Выбрать главу

Poker face по-крымски

Я думала, что еду в оккупированный Крым. Что воздух будет заряжен энергией надвигающейся войны. Что на вокзале увижу вооруженных людей в камуфляже. Что в Армянске пассажиров ссадят с поезда и оставят посреди поля. Что вокруг будут обеспокоенные неравнодушные лица.

Увидела другой Крым. Спокойный, равнодушный, весенний.

Жизнь идет своим чередом: таксисты зазывают на курорты: «Ялта! Алушта! Севастополь!» — набрасываются на приезжих как ни в чем ни бывало. Автобусы по всем направлениям ждут своих туристов. Туристов, правда, мало, и не уверена, что они вообще есть, но их ждут, и это удивительно.

Друг говорит: «Крым — это сплошной poker face: делают вид, что ничего не замечают».

В Симферополе проходят два митинга: один возле Верховного Совета, другой — у Совета министров.

Днем возле Совмина местные активисты снимали украинские флаги и вешали вместо них крымские. Один экзальтированный мужчина принес упаковку с бело-сине-красными флагами: «Давайте повесим российский, чего там!»

Повесили. На вопрос, что за организация, один из активистов ответил: «Организация объединенных наций». И засмеялся так странно...

Афганец рассказывает на камеру, что возле метро «Тараса Шевченко» в Киеве его вместе с десятками других активистов, приехавших на Майдан помогать «Беркуту», облили «коктейлями Молотова», а девушки-«бандеровки» до смерти забили семерых его соратников. Он не говорит, он кричит.

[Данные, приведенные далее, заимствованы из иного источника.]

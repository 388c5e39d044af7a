//! Remote generation service interface.
//!
//! The orchestrator only depends on the traits in this module:
//! - [`GenerationService`]: submit jobs, request upload targets, query status
//! - [`PayloadUploader`]: write a payload to a pre-signed upload target
//!
//! [`HttpGenerationService`] implements both over HTTP.

pub mod http;

use async_trait::async_trait;
use serde::{Deserialize, Serialize};

use crate::types::JobStatus;

pub use http::HttpGenerationService;

/// Transport-level errors returned by service implementations.
///
/// Variants are decided where the HTTP response is interpreted, so the
/// orchestrator can classify failures without inspecting messages.
#[derive(Debug, thiserror::Error)]
pub enum ServiceError {
    /// The service refused because the account lacks credits.
    #[error("Insufficient credits: {0}")]
    InsufficientCredits(String),

    /// The service answered with a non-success status.
    #[error("Service returned HTTP {status}: {message}")]
    Status { status: u16, message: String },

    /// The response body could not be interpreted.
    #[error("Malformed service response: {0}")]
    Decode(String),

    /// The request never completed.
    #[error("HTTP request error: {0}")]
    Http(#[from] reqwest::Error),

    /// Local I/O failed while handling a response.
    #[error("I/O error: {0}")]
    Io(#[from] std::io::Error),
}

/// Response to a job submission.
#[derive(Debug, Clone, PartialEq, Eq, Serialize, Deserialize)]
#[serde(rename_all = "camelCase")]
pub struct JobCreated {
    /// Identifier to poll.
    #[serde(rename = "audioId")]
    pub job_id: String,

    /// Request volume is close to the rate limit; purely advisory.
    #[serde(rename = "shouldShowThrottleAlert", default)]
    pub throttled: bool,
}

/// A single-use pre-signed location for an upload.
#[derive(Debug, Clone, PartialEq, Eq, Serialize, Deserialize)]
pub struct UploadTarget {
    /// URL accepting a direct PUT of the payload.
    #[serde(rename = "uploadUrl")]
    pub write_url: String,

    /// Key referencing the stored payload in a later submission.
    #[serde(rename = "s3Key")]
    pub storage_key: String,
}

/// Raw status record returned by a status query.
#[derive(Debug, Clone, Default, PartialEq, Eq, Serialize, Deserialize)]
#[serde(rename_all = "camelCase")]
pub struct StatusReport {
    /// `Some(true)` once finished, `Some(false)` when the job failed.
    #[serde(default)]
    pub success: Option<bool>,

    /// Location of the finished audio.
    #[serde(default)]
    pub audio_url: Option<String>,
}

impl StatusReport {
    /// Interprets the raw record.
    ///
    /// `success: true` counts as finished only once an audio URL is present;
    /// `success: false` is the explicit failure flag; anything else is pending.
    pub fn to_status(&self) -> JobStatus {
        match (self.success, self.audio_url.as_deref()) {
            (Some(true), Some(url)) if !url.is_empty() => JobStatus::Succeeded {
                result_url: url.to_string(),
            },
            (Some(false), _) => JobStatus::Failed,
            _ => JobStatus::Pending,
        }
    }
}

/// Operations the remote generation service must expose.
#[async_trait]
pub trait GenerationService: Send + Sync {
    /// Submits a sound effect job for a text description.
    async fn submit_text_job(&self, content: &str) -> Result<JobCreated, ServiceError>;

    /// Submits a voice conversion job for an uploaded payload.
    async fn submit_file_job(
        &self,
        storage_key: &str,
        voice_id: &str,
    ) -> Result<JobCreated, ServiceError>;

    /// Requests a fresh upload target for a payload of the given type.
    async fn request_upload_target(&self, content_type: &str)
        -> Result<UploadTarget, ServiceError>;

    /// Queries the status of a job.
    async fn get_job_status(&self, job_id: &str) -> Result<StatusReport, ServiceError>;
}

/// Writes payloads to upload targets.
#[async_trait]
pub trait PayloadUploader: Send + Sync {
    /// Transfers `bytes` to `target` in a single direct write.
    async fn put(
        &self,
        target: &UploadTarget,
        content_type: &str,
        bytes: Vec<u8>,
    ) -> Result<(), ServiceError>;
}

Бывший сотрудник силовых структур рассказывает, что он против войны, что он за расширение полномочий автономии и против «бандеровцев», что дружит с крымскими татарами, что Крыму хорошо без всех остальных... Я верю ему, он не кричит.

Неизвестный парень в камуфляже с автоматом подходит ко мне — я держу планшет с онлайн-трансляцией — подходит вплотную, я чувствую этот чертов автомат. Он требует отойти и не снимать. Другой, в гражданском, толкает вперед, отводит за локоть.

Тот сотрудник силовых структур говорит им: «Она наша, крымская!» Они успокаиваются.

Но что, если бы у меня не было крымской прописки и российского паспорта, который мне уже искренне противен? Нет, я уважаю свою родину, люблю своих российских друзей, но... Все сводится к одному имени, вы его знаете.

Некоторые здесь говорят: «Путин — наш президент». Я запуталась. У каждого, видимо, уже свой президент. Янукович, Турчинов, Путин. Лично у меня президента сейчас нет. Президент — это что-то иное. Не имя...

Некоторые из тех, кто не кричит, сказали: «Спасибо Майдану за то, что научили нас, как поднимать восстание. Мы многое поняли. Мы осознали себя».

Другие понимают, что Майдан и новая власть — это разное.

Иные от слова «Майдан» сжимают кулаки и принимаются кричать.

На площади Ленина выступает группа «Русские». Говорят, приехали по своей инициативе, поддержать мирное собрание. И еще приехали «Земляне». Для меня здесь все инопланетяне — с каких-то других планет. Называют меня, россиянку, украинским нацистом. Говорят, что меня «помнут» и «завалят».

Женщина кричит: «Когда Путин скажет нам «Доброе утро, страна!» — для меня это будет самый светлый день».

Дама с собачкой истошно вопит, что хочет в Россию.

Вокруг вообще все так истошно вопят, что хотят в Россию, что кажется, будто это спектакль. А еще кажется, что все это искренне. И оттого еще страшнее.

Вечер. Митинги завершились.

По улице идет пенсионерка с украинским флагом. Спрашиваю: «Вам не страшно одной так ходить?»

— Нет, — говорит на украинском, — никого не боюсь. Пусть хоть режут. Слава Украине!

Екатерина Сергацкова, «Украинская правда»

3 марта 2014

Всё наоборот

Разговоры о гражданской войне надо было начинать с разговоров о Крыме. Если что-то подобное и происходит — то именно здесь, а не в Киеве, где народу противостояли силовики, защищавшие власть.

В Крыму силовики пока что защищают народ, что бы ни приказывал им новоявленный глава Совета министров Аксёнов.

Вчера возле военной части в Симферополе проукраинские активисты — редко кто их здесь так мягко называет, обычно зовут «бандеровцами» и «фашистами» — стихийно собрались. Без флагов и лозунгов — чтобы поддержать силовиков. Несколько активистов предложили остаться ночевать в части, на всякий случай.

Вышел полковник, пообещал, что военные, несмотря ни на что, будут стоять на стороне народа. Захотелось ему поверить — он говорил искренне. Чувствовалось: переживает.